Judge rejects claims against developers of the Ormond Hotel on Dublin quays
Restaurant operator beside the hotel had sought orders from the court including one prohibiting demolition works at the site
A High Court judge has dismissed claims that redevelopment works at the Ormond Hotel in Dublin are in breach of the planning laws.
Mr Justice Charles Meenan rejected claims brought by Urban Entertainment Ltd trading as the Bagots Hutton restaurant, which is located beside the site, owned by Monteco Holdings Ltd, where the new hotel is being built.
The restaurant operator, in proceedings opposed by Monteco, had sought various orders from the court including one prohibiting demolition works at the site.
It also sought an order prohibiting any further development until certain conditions of the planning permission had been complied with.
The restaurant operators further sought orders requiring Monteco to prepare a construction and traffic management plan, and that the development is carried out in accordance with the plans lodged with the local authority.
The Judge said the restaurant operators had alleged that Montero had breached conditions of planning permission to redevelop the site that had been granted by An Bord Pleanála.
The judge said the demolition works started on the site in June 2018 and that the applicant had claimed that noise dust and vibrations were at such a level it was forced to cease trading.
The claim of alleged nuisance was the subject of other proceedings, the judge said.
In this action, the court was asked to determine if there had been a breach of the conditions attached to the Monteco’s planning permission, the judge said.
It was also asked if there was such a breach was the restaurant operator entitled to the orders it had sought under Section 160 of the 2000 Planning and Development Act, he added.
Following the court’s consideration of the claim, the judge said he was satisfied that the restaurant operator had failed to identify any breach of the conditions attaching to the planning permission that would would allow the court make the orders sought under Section 160 of the 2000 Act.

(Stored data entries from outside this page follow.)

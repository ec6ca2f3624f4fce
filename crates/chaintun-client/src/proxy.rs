//! Per-connection forwarding to the target

use crate::error::ProxyError;
use std::sync::atomic::{AtomicU64, AtomicUsize, Ordering};
use std::sync::Arc;
use tokio::io::{AsyncRead, AsyncReadExt, AsyncWrite, AsyncWriteExt};
use tokio::net::TcpStream;
use tokio_util::sync::CancellationToken;

const RELAY_BUFFER_SIZE: usize = 16 * 1024;

/// Bytes moved in each direction by one relay
#[derive(Debug, Clone, Copy, Default, PartialEq, Eq)]
pub struct RelayStats {
    pub bytes_to_target: u64,
    pub bytes_to_inbound: u64,
}

/// Hands out connection ids and counts live connections
#[derive(Debug, Clone, Default)]
pub struct ConnectionTracker {
    next_id: Arc<AtomicU64>,
    active: Arc<AtomicUsize>,
}

impl ConnectionTracker {
    pub fn new() -> Self {
        Self::default()
    }

    pub fn next_id(&self) -> u64 {
        self.next_id.fetch_add(1, Ordering::Relaxed) + 1
    }

    pub fn active(&self) -> usize {
        self.active.load(Ordering::SeqCst)
    }

    /// Count a connection as live until the guard is dropped
    pub fn track(&self) -> ConnectionGuard {
        self.active.fetch_add(1, Ordering::SeqCst);
        ConnectionGuard {
            active: self.active.clone(),
        }
    }
}

pub struct ConnectionGuard {
    active: Arc<AtomicUsize>,
}

impl Drop for ConnectionGuard {
    fn drop(&mut self) {
        self.active.fetch_sub(1, Ordering::SeqCst);
    }
}

/// Dials the target for each accepted connection and splices the two together
#[derive(Debug, Clone)]
pub struct ConnectionProxy {
    target: Arc<str>,
}

impl ConnectionProxy {
    pub fn new(target: impl Into<String>) -> Self {
        Self {
            target: Arc::from(target.into()),
        }
    }

    pub fn target(&self) -> &str {
        &self.target
    }

    /// Forward one accepted connection until either side closes.
    ///
    /// If the target cannot be reached the inbound stream is shut down and
    /// dropped without relaying anything.
    pub async fn forward<S>(
        &self,
        connection_id: u64,
        peer: &str,
        mut inbound: S,
        shutdown: CancellationToken,
    ) -> Result<RelayStats, ProxyError>
    where
        S: AsyncRead + AsyncWrite + Unpin + Send + 'static,
    {
        let outbound = match TcpStream::connect(&*self.target).await {
            Ok(stream) => stream,
            Err(source) => {
                let _ = inbound.shutdown().await;
                return Err(ProxyError::TargetUnreachable {
                    target: self.target.to_string(),
                    source,
                });
            }
        };
        let _ = outbound.set_nodelay(true);

        tracing::debug!(
            connection_id = connection_id,
            peer = %peer,
            target = %self.target,
            "Connected to target"
        );

        let stats = relay(inbound, outbound, shutdown).await;

        tracing::debug!(
            connection_id = connection_id,
            peer = %peer,
            bytes_to_target = stats.bytes_to_target,
            bytes_to_inbound = stats.bytes_to_inbound,
            "Connection closed"
        );

        Ok(stats)
    }
}

/// Copy bytes both ways between `a` and `b`.
///
/// Each direction runs in its own task. As soon as one direction ends (EOF,
/// error or `shutdown`) both streams are shut down and the other direction
/// stops too.
pub async fn relay<A, B>(a: A, b: B, shutdown: CancellationToken) -> RelayStats
where
    A: AsyncRead + AsyncWrite + Unpin + Send + 'static,
    B: AsyncRead + AsyncWrite + Unpin + Send + 'static,
{
    let (a_read, a_write) = tokio::io::split(a);
    let (b_read, b_write) = tokio::io::split(b);
    let done = shutdown.child_token();

    let to_target = tokio::spawn(copy_until_done(a_read, b_write, done.clone()));
    let to_inbound = tokio::spawn(copy_until_done(b_read, a_write, done));

    let (to_target, to_inbound) = tokio::join!(to_target, to_inbound);

    RelayStats {
        bytes_to_target: to_target.unwrap_or_default(),
        bytes_to_inbound: to_inbound.unwrap_or_default(),
    }
}

async fn copy_until_done<R, W>(mut reader: R, mut writer: W, done: CancellationToken) -> u64
where
    R: AsyncRead + Unpin,
    W: AsyncWrite + Unpin,
{
    let mut total_bytes = 0u64;
    let mut buffer = vec![0u8; RELAY_BUFFER_SIZE];

    loop {
        let n = tokio::select! {
            _ = done.cancelled() => break,
            result = reader.read(&mut buffer) => match result {
                Ok(0) => break,
                Ok(n) => n,
                Err(e) => {
                    tracing::debug!(error = %e, "Relay read failed");
                    break;
                }
            },
        };

        let written = tokio::select! {
            _ = done.cancelled() => break,
            result = writer.write_all(&buffer[..n]) => result,
        };
        if let Err(e) = written {
            tracing::debug!(error = %e, "Relay write failed");
            break;
        }
        total_bytes += n as u64;
    }

    done.cancel();
    let _ = writer.shutdown().await;
    total_bytes
}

The judge also noted that separate proceedings by Michael Smith, owner/occupier of number 5, where the same set of facts were raised, had been settled.
The Ormond, prior to a previous complete redevelopment in 1906, featured in an entire chapter of James Joyce’s Ulysses. It has been closed for a number of years.
An Bord Pleanála granted permission last year to Monteco to completely demolish the existing four-storey over basement structure, which had 62 bedrooms, to replace it with a part five-storey and four-storey 121 bedroom hotel.
The site occupies numbers 7 to 13 on Ormond Quay Upper and includes a protected structure at number 12. It adjoins number 6, a national monument which dates back to the 17th century.